Amazon escapes liability for its Brand Registry advertising

Deetsch v. Lei, 2023 WL 6373073, No. 22-cv-1166-RSH-BLM (S.D. Cal. Jul. 21, 2023)

Deetsch alleged that he owned design patents for CPAP pillow products, which the Lei defendants infringed. They also allegedly used Deetch’s image in ads and on packaging, and allegedly falsely claimed on Amazon that their pillow products “were designed in the United States but are manufactured in China.”

In December 2020, Deetsch notified Amazon of his patents through the Brand Registry portal and asked Amazon to remove the Lei defendants’ products. He sent two letters by mail in March 2022, but was told he needed to use the Brand Registry … which he had already done.

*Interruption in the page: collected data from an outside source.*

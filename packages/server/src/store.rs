use async_trait::async_trait;
use bson::oid::ObjectId;
use bson::{Document, doc};
use futures::TryStreamExt;
use mongodb::{Collection, Database};
use thiserror::Error;

use crate::entity::scenario;

#[derive(Debug, Error)]
pub enum StoreError {
    /// The scenario could not be encoded as a BSON document.
    #[error("Document cannot be stored: {0}")]
    InvalidDocument(String),

    #[error("Storage unavailable: {0}")]
    Unavailable(String),
}

impl From<mongodb::error::Error> for StoreError {
    fn from(e: mongodb::error::Error) -> Self {
        StoreError::Unavailable(e.to_string())
    }
}

impl From<bson::ser::Error> for StoreError {
    fn from(e: bson::ser::Error) -> Self {
        StoreError::InvalidDocument(e.to_string())
    }
}

/// Optional equality filters applied when listing scenarios.
#[derive(Debug, Clone, Default, PartialEq)]
pub struct ScenarioFilter {
    pub crime_type: Option<String>,
}

impl ScenarioFilter {
    pub fn to_document(&self) -> Document {
        let mut filter = Document::new();
        if let Some(ref crime_type) = self.crime_type {
            filter.insert("crime_type", crime_type.as_str());
        }
        filter
    }
}

/// Listings never carry `case_data`.
pub fn list_projection() -> Document {
    doc! { "case_data": 0 }
}

/// Newest first; `_id` breaks `created_at` ties so pages stay disjoint.
pub fn list_sort() -> Document {
    doc! { "created_at": -1, "_id": -1 }
}

/// Single-document operations on the scenario collection.
#[async_trait]
pub trait ScenarioStore: Send + Sync {
    /// Insert a scenario and return the identifier the storage layer assigned.
    async fn insert(&self, scenario: &scenario::NewModel) -> Result<ObjectId, StoreError>;

    async fn find(&self, id: ObjectId) -> Result<Option<scenario::Model>, StoreError>;

    /// Newest first (ties broken by descending `_id`), `case_data` excluded.
    async fn list(
        &self,
        filter: &ScenarioFilter,
        skip: u64,
        limit: i64,
    ) -> Result<Vec<scenario::SummaryModel>, StoreError>;

    /// Returns `false` when no document had the given identifier.
    async fn delete(&self, id: ObjectId) -> Result<bool, StoreError>;
}

/// [`ScenarioStore`] backed by a MongoDB collection.
#[derive(Clone)]
pub struct MongoScenarioStore {
    collection: Collection<scenario::Model>,
}

impl MongoScenarioStore {
    pub fn new(db: &Database) -> Self {
        Self {
            collection: db.collection(scenario::COLLECTION),
        }
    }
}

#[async_trait]
impl ScenarioStore for MongoScenarioStore {
    async fn insert(&self, scenario: &scenario::NewModel) -> Result<ObjectId, StoreError> {
        let document = bson::to_document(scenario)?;
        let result = self
            .collection
            .clone_with_type::<Document>()
            .insert_one(document)
            .await?;

        result.inserted_id.as_object_id().ok_or_else(|| {
            StoreError::Unavailable(format!(
                "Unexpected inserted id type: {:?}",
                result.inserted_id
            ))
        })
    }

    async fn find(&self, id: ObjectId) -> Result<Option<scenario::Model>, StoreError> {
        Ok(self.collection.find_one(doc! { "_id": id }).await?)
    }

    async fn list(
        &self,
        filter: &ScenarioFilter,
        skip: u64,
        limit: i64,
    ) -> Result<Vec<scenario::SummaryModel>, StoreError> {
        let cursor = self
            .collection
            .clone_with_type::<scenario::SummaryModel>()
            .find(filter.to_document())
            .projection(list_projection())
            .sort(list_sort())
            .skip(skip)
            .limit(limit)
            .await?;

        Ok(cursor.try_collect().await?)
    }

    async fn delete(&self, id: ObjectId) -> Result<bool, StoreError> {
        let result = self.collection.delete_one(doc! { "_id": id }).await?;
        Ok(result.deleted_count > 0)
    }
}
use std::net::SocketAddr;

use tracing_subscriber::EnvFilter;

use artbot_hub::config::HubConfig;
use artbot_hub::{build_app, spawn_background_tasks};

fn init_tracing() {
    let filter = EnvFilter::try_from_default_env().unwrap_or_else(|_| EnvFilter::new("info"));
    let json = std::env::var("ARTBOT_LOG_FORMAT").is_ok_and(|v| v.eq_ignore_ascii_case("json"));
    if json {
        tracing_subscriber::fmt()
            .json()
            .with_env_filter(filter)
            .init();
    } else {
        tracing_subscriber::fmt().with_env_filter(filter).init();
    }
}

#[tokio::main]
async fn main() {
    init_tracing();

    let config = HubConfig::load();
    if let Err(e) = config.validate() {
        tracing::error!("Invalid configuration: {e}");
        std::process::exit(1);
    }
    let listen_addr = config.listen_addr.clone();

    let (app, state) = build_app(config);
    spawn_background_tasks(&state);

    let listener = match tokio::net::TcpListener::bind(&listen_addr).await {
        Ok(l) => l,
        Err(e) => {
            tracing::error!("Failed to bind to {listen_addr}: {e}");
            std::process::exit(1);
        },
    };
    tracing::info!("Artbot hub listening on {listen_addr}");

    let shutdown = state.shutdown.clone();
    let served = axum::serve(
        listener,
        app.into_make_service_with_connect_info::<SocketAddr>(),
    )
    .with_graceful_shutdown(async move {
        if let Err(e) = tokio::signal::ctrl_c().await {
            tracing::error!("Failed to listen for shutdown signal: {e}");
        }
        tracing::info!("Shutting down");
        shutdown.cancel();
    })
    .await;

    if let Err(e) = served {
        tracing::error!("Server error: {e}");
        std::process::exit(1);
    }
}
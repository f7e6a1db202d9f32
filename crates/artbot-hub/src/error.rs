use axum::Json;
use axum::http::StatusCode;
use axum::response::{IntoResponse, Response};
use uuid::Uuid;

use artbot_core::role::Role;

/// Failures the fleet core reports back to a command issuer or query caller.
#[derive(Debug, Clone, PartialEq, Eq, thiserror::Error)]
pub enum FleetError {
    #[error("unknown robot: {0}")]
    UnknownRobot(String),
    #[error("no connected agent: {0}")]
    UnknownAgent(String),
    #[error("robot {0} is offline")]
    RobotOffline(String),
    #[error("invalid action: {0}")]
    InvalidAction(String),
    #[error("command {command_id} to {robot_id} timed out")]
    CommandTimeout { robot_id: String, command_id: Uuid },
    #[error("{role} role may not {operation}")]
    Forbidden { role: Role, operation: String },
    #[error("channel failure: {0}")]
    ChannelFailure(String),
}

impl FleetError {
    /// Stable machine-readable code used in REST bodies and command acks.
    pub fn code(&self) -> &'static str {
        match self {
            Self::UnknownRobot(_) => "unknown_robot",
            Self::UnknownAgent(_) => "unknown_agent",
            Self::RobotOffline(_) => "robot_offline",
            Self::InvalidAction(_) => "invalid_action",
            Self::CommandTimeout { .. } => "command_timeout",
            Self::Forbidden { .. } => "forbidden",
            Self::ChannelFailure(_) => "channel_failure",
        }
    }
}

#[derive(Debug, thiserror::Error)]
pub enum AppError {
    #[error(transparent)]
    Fleet(#[from] FleetError),
    #[error("{0}")]
    BadRequest(String),
}

impl IntoResponse for AppError {
    fn into_response(self) -> Response {
        let (status, code) = match &self {
            Self::Fleet(err) => {
                let status = match err {
                    FleetError::UnknownRobot(_) | FleetError::UnknownAgent(_) => {
                        StatusCode::NOT_FOUND
                    },
                    FleetError::RobotOffline(_) => StatusCode::CONFLICT,
                    FleetError::InvalidAction(_) => StatusCode::BAD_REQUEST,
                    FleetError::CommandTimeout { .. } => StatusCode::GATEWAY_TIMEOUT,
                    FleetError::Forbidden { .. } => StatusCode::FORBIDDEN,
                    FleetError::ChannelFailure(_) => StatusCode::SERVICE_UNAVAILABLE,
                };
                (status, err.code())
            },
            Self::BadRequest(_) => (StatusCode::BAD_REQUEST, "bad_request"),
        };
        (
            status,
            Json(serde_json::json!({ "error": self.to_string(), "code": code })),
        )
            .into_response()
    }
}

Amazon’s Brand Registry advertises “Automated Protections” that are “[p]owered by Amazon’s Machine Learning.” Amazon claims its service will “save valuable time,” allows users to report “patent[ ] and design right violations,” uses “advanced machine learning that prevents bad listings,” and can “[r]emove counterfeits instantly” “without the need to contact [Amazon].” Deetch signed up for and paid for a Brand Registry service subscription, and submitted multiple complaints through that system, allegedly to no avail.


Since the designs were not plainly dissimilar, infringement was plausible.

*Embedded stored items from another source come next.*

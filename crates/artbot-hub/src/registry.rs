use std::collections::{BTreeMap, HashMap};
use std::time::{Duration, Instant};

use chrono::{DateTime, Utc};
use serde::Serialize;

use artbot_core::net::messages::RegisterMsg;
use artbot_core::role::Role;
use artbot_core::time::timestamp_now;

use crate::channel::{Channel, ChannelId};

/// Registration metadata an agent announces about its host.
#[derive(Debug, Clone, Default, PartialEq, Serialize)]
pub struct AgentMetadata {
    pub hostname: Option<String>,
    pub capabilities: Vec<String>,
    pub version: Option<String>,
    pub ip_address: Option<String>,
}

impl From<RegisterMsg> for AgentMetadata {
    fn from(msg: RegisterMsg) -> Self {
        Self {
            hostname: msg.hostname,
            capabilities: msg.capabilities,
            version: msg.version,
            ip_address: msg.ip_address,
        }
    }
}

/// Operator view of one connected agent.
#[derive(Debug, Clone, PartialEq, Serialize)]
pub struct AgentInfo {
    pub agent_id: String,
    #[serde(flatten)]
    pub metadata: AgentMetadata,
    pub connected_at: DateTime<Utc>,
    pub seconds_since_heartbeat: u64,
}

#[derive(Debug, Clone, Default, PartialEq, Serialize)]
pub struct ConnectionStats {
    pub agents: usize,
    pub admin_dashboards: usize,
    pub museum_dashboards: usize,
    pub connected_agents: Vec<String>,
    pub timestamp: DateTime<Utc>,
}

#[derive(Debug)]
pub struct AgentConnection {
    pub channel: Channel,
    pub metadata: AgentMetadata,
    pub connected_at: DateTime<Utc>,
    pub last_heartbeat: Instant,
}

#[derive(Debug)]
pub struct DashboardConnection {
    pub channel: Channel,
    pub role: Role,
    pub connected_at: DateTime<Utc>,
}

/// Handle returned to the transport when a dashboard subscribes.
#[derive(Debug, Clone, Copy, PartialEq, Eq)]
pub struct Subscription {
    pub channel_id: ChannelId,
    pub role: Role,
}

#[derive(Debug, Clone)]
enum ConnectionKind {
    Agent(String),
    Dashboard,
}

/// What `unregister` removed.
#[derive(Debug, PartialEq)]
pub enum Unregistered {
    Agent {
        agent_id: String,
        metadata: AgentMetadata,
    },
    Dashboard,
    /// Unknown or already-removed channel (including agent channels that
    /// were superseded by a newer registration).
    NotRegistered,
}

/// Which channels are alive right now: one per connected agent (keyed by
/// agent id, which doubles as the robot id) plus every dashboard.
#[derive(Debug, Default)]
pub struct ConnectionRegistry {
    agents: HashMap<String, AgentConnection>,
    dashboards: BTreeMap<ChannelId, DashboardConnection>,
    index: HashMap<ChannelId, ConnectionKind>,
}

impl ConnectionRegistry {
    pub fn new() -> Self {
        Self::default()
    }

    /// Make `channel` the live connection for `agent_id`. A previous channel
    /// for the same id is closed and returned; re-registering on the same
    /// channel only refreshes the metadata.
    pub fn register_agent(
        &mut self,
        agent_id: &str,
        channel: Channel,
        metadata: AgentMetadata,
    ) -> Option<Channel> {
        let now = Instant::now();
        if let Some(existing) = self.agents.get_mut(agent_id)
            && existing.channel.id() == channel.id()
        {
            existing.metadata = metadata;
            existing.last_heartbeat = now;
            return None;
        }

        self.index
            .insert(channel.id(), ConnectionKind::Agent(agent_id.to_string()));
        let previous = self.agents.insert(
            agent_id.to_string(),
            AgentConnection {
                channel,
                metadata,
                connected_at: timestamp_now(),
                last_heartbeat: now,
            },
        );

        previous.map(|old| {
            self.index.remove(&old.channel.id());
            old.channel.close();
            tracing::info!(
                agent_id,
                old_channel = %old.channel.id(),
                "Agent re-registered, closed stale channel"
            );
            old.channel
        })
    }

    pub fn register_dashboard(&mut self, channel: Channel, role: Role) -> Subscription {
        let channel_id = channel.id();
        self.index.insert(channel_id, ConnectionKind::Dashboard);
        self.dashboards.insert(
            channel_id,
            DashboardConnection {
                channel,
                role,
                connected_at: timestamp_now(),
            },
        );
        Subscription { channel_id, role }
    }

    /// Forget a channel. Safe to call any number of times.
    pub fn unregister(&mut self, channel_id: ChannelId) -> Unregistered {
        match self.index.remove(&channel_id) {
            Some(ConnectionKind::Agent(agent_id)) => match self.agents.remove(&agent_id) {
                Some(conn) => {
                    conn.channel.close();
                    Unregistered::Agent {
                        agent_id,
                        metadata: conn.metadata,
                    }
                },
                None => Unregistered::NotRegistered,
            },
            Some(ConnectionKind::Dashboard) => {
                if let Some(conn) = self.dashboards.remove(&channel_id) {
                    conn.channel.close();
                }
                Unregistered::Dashboard
            },
            None => Unregistered::NotRegistered,
        }
    }

    pub fn lookup_agent(&self, agent_id: &str) -> Option<Channel> {
        self.agents.get(agent_id).map(|conn| conn.channel.clone())
    }

    pub fn agent(&self, agent_id: &str) -> Option<&AgentConnection> {
        self.agents.get(agent_id)
    }

    /// Agent id owning `channel_id`, if that channel is a live agent channel.
    pub fn agent_for_channel(&self, channel_id: ChannelId) -> Option<&str> {
        match self.index.get(&channel_id) {
            Some(ConnectionKind::Agent(agent_id)) => Some(agent_id.as_str()),
            _ => None,
        }
    }

    fn info(agent_id: &str, conn: &AgentConnection, now: Instant) -> AgentInfo {
        AgentInfo {
            agent_id: agent_id.to_string(),
            metadata: conn.metadata.clone(),
            connected_at: conn.connected_at,
            seconds_since_heartbeat: now.saturating_duration_since(conn.last_heartbeat).as_secs(),
        }
    }

    pub fn agent_info(&self, agent_id: &str, now: Instant) -> Option<AgentInfo> {
        self.agents
            .get(agent_id)
            .map(|conn| Self::info(agent_id, conn, now))
    }

    /// Every connected agent, ordered by id.
    pub fn agent_infos(&self, now: Instant) -> Vec<AgentInfo> {
        let mut infos: Vec<AgentInfo> = self
            .agents
            .iter()
            .map(|(id, conn)| Self::info(id, conn, now))
            .collect();
        infos.sort_by(|a, b| a.agent_id.cmp(&b.agent_id));
        infos
    }

    pub fn connection_stats(&self) -> ConnectionStats {
        let mut connected_agents: Vec<String> = self.agents.keys().cloned().collect();
        connected_agents.sort();
        let admin_dashboards = self
            .dashboards
            .values()
            .filter(|d| d.role == Role::Admin)
            .count();
        ConnectionStats {
            agents: self.agents.len(),
            admin_dashboards,
            museum_dashboards: self.dashboards.len() - admin_dashboards,
            connected_agents,
            timestamp: timestamp_now(),
        }
    }

    pub fn touch_heartbeat(&mut self, agent_id: &str, now: Instant) {
        if let Some(conn) = self.agents.get_mut(agent_id) {
            conn.last_heartbeat = now;
        }
    }

    /// Agents whose last heartbeat is older than `timeout` at `now`.
    pub fn stale_agents(&self, now: Instant, timeout: Duration) -> Vec<(String, ChannelId)> {
        self.agents
            .iter()
            .filter(|(_, conn)| now.saturating_duration_since(conn.last_heartbeat) > timeout)
            .map(|(id, conn)| (id.clone(), conn.channel.id()))
            .collect()
    }

    pub fn dashboard(&self, channel_id: ChannelId) -> Option<&DashboardConnection> {
        self.dashboards.get(&channel_id)
    }

    /// Dashboards in registration order.
    pub fn dashboards(&self) -> impl Iterator<Item = &DashboardConnection> {
        self.dashboards.values()
    }

    pub fn agent_count(&self) -> usize {
        self.agents.len()
    }

    pub fn dashboard_count(&self) -> usize {
        self.dashboards.len()
    }
}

False advertising, Lei defendants: The complaint didn’t explain how “designed in the United States but … manufactured in China” was materially deceptive and thus didn’t meet FRCP 9(b) pleading standards. A “true statement that a product was designed in the United States” is not “a representation that the product does not infringe any third party’s intellectual property rights.” Motion to dismiss granted.

False advertising, Amazon defendants: The complaint didn’t explain how any of the statements about the Brand Registry were false or misleading. It wasn’t enough to suggest that “taking all of the statements together, a consumer would reasonably expect the Brand Registry service to work better or faster than it did for Plaintiff.” Even a reasonable consumer’s “disappointment that a service did not work as well or as quickly as hoped” doesn’t show false advertising. Also, plaintiff was a customer, not a competitor, and not within the relevant zone of interests. (State law claims would have been better.)

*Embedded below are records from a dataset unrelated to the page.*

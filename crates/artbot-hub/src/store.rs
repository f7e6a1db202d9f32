use std::collections::BTreeMap;

use chrono::{DateTime, TimeDelta, Utc};
use serde::Serialize;

use artbot_core::command::Action;
use artbot_core::net::messages::RobotReport;
use artbot_core::robot::{ExhibitionStatus, Robot, RobotStatus};

use crate::channel::ChannelId;
use crate::error::FleetError;
use crate::registry::AgentMetadata;

/// Result of merging one report into the store.
#[derive(Debug, Clone, PartialEq)]
pub enum ApplyOutcome {
    Applied { robot: Robot, changed: bool },
    /// Older than the stored `last_update`; nothing was touched.
    Stale,
}

/// How far ahead of the hub's clock an agent timestamp may run before it
/// is pulled back to receive time.
pub const MAX_CLOCK_SKEW_SECS: i64 = 5;

#[derive(Debug, Clone, Copy, Default, PartialEq, Eq, Serialize)]
pub struct StoreStats {
    pub robots: usize,
    pub reports_applied: u64,
    pub stale_reports: u64,
    /// Reports whose timestamp ran ahead of the hub and was clamped.
    pub future_reports: u64,
}

#[derive(Debug)]
struct Entry {
    robot: Robot,
    owner: Option<ChannelId>,
    /// Status and action to fall back to if an optimistic command fails.
    confirmed: Option<(RobotStatus, String)>,
}

impl Entry {
    fn new(id: &str) -> Self {
        Self {
            robot: Robot::new(id),
            owner: None,
            confirmed: None,
        }
    }
}

/// Authoritative id → [`Robot`] map. Every read hands out a copy.
#[derive(Debug, Default)]
pub struct RobotStore {
    robots: BTreeMap<String, Entry>,
    reports_applied: u64,
    stale_reports: u64,
    future_reports: u64,
}

impl RobotStore {
    pub fn new() -> Self {
        Self::default()
    }

    /// Bind `robot_id` to its agent channel, creating the record on first
    /// sight. An offline robot comes back as IDLE until it reports.
    pub fn attach(
        &mut self,
        robot_id: &str,
        owner: ChannelId,
        metadata: Option<&AgentMetadata>,
    ) -> Robot {
        let entry = self
            .robots
            .entry(robot_id.to_string())
            .or_insert_with(|| Entry::new(robot_id));
        entry.owner = Some(owner);
        if let Some(meta) = metadata {
            if meta.hostname.is_some() {
                entry.robot.hostname.clone_from(&meta.hostname);
            }
            entry.robot.capabilities.clone_from(&meta.capabilities);
        }
        if entry.robot.status == RobotStatus::Offline {
            entry.robot.status = RobotStatus::Idle;
        }
        entry.robot.clone()
    }

    pub fn owner(&self, robot_id: &str) -> Option<ChannelId> {
        self.robots.get(robot_id).and_then(|e| e.owner)
    }

    /// Merge a partial report. Reports older than the stored `last_update`
    /// are counted and dropped; a missing timestamp means `received_at`.
    /// Timestamps more than [`MAX_CLOCK_SKEW_SECS`] past `received_at` are
    /// clamped, so one report from a clock running ahead cannot lock out
    /// the reports after it.
    ///
    /// Status is only taken from reports while the robot has an owning
    /// channel, and an agent can never report itself OFFLINE.
    pub fn apply_report(
        &mut self,
        robot_id: &str,
        report: &RobotReport,
        received_at: DateTime<Utc>,
    ) -> ApplyOutcome {
        let entry = self
            .robots
            .entry(robot_id.to_string())
            .or_insert_with(|| Entry::new(robot_id));

        let latest = received_at + TimeDelta::seconds(MAX_CLOCK_SKEW_SECS);
        let timestamp = match report.timestamp {
            Some(ts) if ts > latest => {
                self.future_reports += 1;
                tracing::warn!(
                    robot_id,
                    reported = %ts,
                    %received_at,
                    "Report timestamp ahead of hub clock, clamping"
                );
                latest
            },
            Some(ts) => ts,
            None => received_at,
        };
        if let Some(last) = entry.robot.last_update
            && timestamp < last
        {
            self.stale_reports += 1;
            tracing::debug!(
                robot_id,
                %timestamp,
                last_update = %last,
                "Ignoring stale report"
            );
            return ApplyOutcome::Stale;
        }

        let before = entry.robot.clone();
        let robot = &mut entry.robot;

        if entry.owner.is_some()
            && let Some(status) = report.status
            && status.is_online()
        {
            robot.status = status;
        }
        if let Some(action) = report.action() {
            robot.current_action = action;
        }
        if let Some(battery) = report.battery_level {
            robot.battery_level = Some(battery);
        }
        if let Some(workspace) = report.workspace() {
            robot.workspace_status = workspace;
        }
        if let Some(flag) = report.create3_connected {
            robot.create3_connected = flag;
        }
        if let Some(flag) = report.oak_camera_connected {
            robot.oak_camera_connected = flag;
        }
        if report.cpu_percent.is_some() {
            robot.cpu_percent = report.cpu_percent;
        }
        if report.temperature.is_some() {
            robot.temperature = report.temperature;
        }
        if report.memory_percent.is_some() {
            robot.memory_percent = report.memory_percent;
        }
        robot.last_update = Some(timestamp);

        // Agent-reported status replaces whatever we would revert to.
        if robot.pending_confirmation && report.status.is_some() {
            entry.confirmed = Some((robot.status, robot.current_action.clone()));
        }

        self.reports_applied += 1;
        let changed = !before.same_state(robot);
        ApplyOutcome::Applied {
            robot: robot.clone(),
            changed,
        }
    }

    /// Record loss of the owning channel. Last-known metrics stay visible.
    pub fn mark_offline(&mut self, robot_id: &str) -> Option<Robot> {
        let entry = self.robots.get_mut(robot_id)?;
        entry.owner = None;
        entry.confirmed = None;
        entry.robot.status = RobotStatus::Offline;
        entry.robot.pending_confirmation = false;
        Some(entry.robot.clone())
    }

    pub fn get(&self, robot_id: &str) -> Option<Robot> {
        self.robots.get(robot_id).map(|e| e.robot.clone())
    }

    /// Snapshot of every robot, ordered by id.
    pub fn get_all(&self) -> Vec<Robot> {
        self.robots.values().map(|e| e.robot.clone()).collect()
    }

    pub fn ids(&self) -> Vec<String> {
        self.robots.keys().cloned().collect()
    }

    pub fn delete(&mut self, robot_id: &str) -> Result<Robot, FleetError> {
        self.robots
            .remove(robot_id)
            .map(|e| e.robot)
            .ok_or_else(|| FleetError::UnknownRobot(robot_id.to_string()))
    }

    /// Show the transient state `action` is expected to produce and flag the
    /// record as awaiting confirmation. `last_update` is left alone so the
    /// agent's next report is never mistaken for a stale one.
    pub fn apply_optimistic(&mut self, robot_id: &str, action: Action) -> Option<Robot> {
        let entry = self.robots.get_mut(robot_id)?;
        if entry.confirmed.is_none() {
            entry.confirmed = Some((entry.robot.status, entry.robot.current_action.clone()));
        }
        let (status, label) = action.optimistic_state();
        entry.robot.status = status;
        entry.robot.current_action = label.to_string();
        entry.robot.pending_confirmation = true;
        Some(entry.robot.clone())
    }

    /// The agent accepted the command. Returns the record if it changed.
    pub fn confirm(&mut self, robot_id: &str) -> Option<Robot> {
        let entry = self.robots.get_mut(robot_id)?;
        if !entry.robot.pending_confirmation {
            return None;
        }
        entry.robot.pending_confirmation = false;
        entry.confirmed = None;
        Some(entry.robot.clone())
    }

    /// Roll back to the last confirmed status/action after a failed or
    /// timed-out command. Returns the record if it changed.
    pub fn revert(&mut self, robot_id: &str) -> Option<Robot> {
        let entry = self.robots.get_mut(robot_id)?;
        if !entry.robot.pending_confirmation {
            return None;
        }
        entry.robot.pending_confirmation = false;
        if let Some((status, action)) = entry.confirmed.take()
            && entry.robot.status != RobotStatus::Offline
        {
            entry.robot.status = status;
            entry.robot.current_action = action;
        }
        Some(entry.robot.clone())
    }

    pub fn exhibition_status(&self) -> ExhibitionStatus {
        ExhibitionStatus::from_robots(self.robots.values().map(|e| &e.robot))
    }

    pub fn len(&self) -> usize {
        self.robots.len()
    }

    pub fn is_empty(&self) -> bool {
        self.robots.is_empty()
    }

    pub fn stats(&self) -> StoreStats {
        StoreStats {
            robots: self.robots.len(),
            reports_applied: self.reports_applied,
            stale_reports: self.stale_reports,
            future_reports: self.future_reports,
        }
    }
}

False association, Lei defendants: Although he alleged that they used his image, he didn’t allege that this would cause confusion, mistake, or deception as to his association with the Lei defendants’ products, nor any facts that would establish that his likeness is recognizable by would-be consumers. Again, right of publicity would’ve been better.

A copyright claim was dismissed because the plaintiff had yet to receive his registration; this couldn’t be corrected by amendment in order to implement the command of Fourth Estate; the dismissal was without prejudice to refiling a new action.